Please transcribe the following records in full, exactly as given.
|---|
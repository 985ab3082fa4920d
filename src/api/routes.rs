//! HTTP API route definitions.

use axum::{routing::get, Router};
use tower_http::trace::TraceLayer;

use super::handlers::{add, health, not_found};

/// Create the API router.
pub fn create_router() -> Router {
    Router::new()
        .route("/health", get(health))
        .route("/add", get(add))
        .fallback(not_found)
        .layer(TraceLayer::new_for_http())
}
|---|
- _Response below_
repository 985ab3082fa4920d
filename src/api/routes.rs
//! HTTP API route definitions.

use axum::{routing::get, Router};
use tower_http::trace::TraceLayer;

use super::handlers::{add, health, not_found};

/// Create the API router.
pub fn create_router() -> Router {
    Router::new()
        .route("/health", get(health))
        .route("/add", get(add))
        .fallback(not_found)
        .layer(TraceLayer::new_for_http())
}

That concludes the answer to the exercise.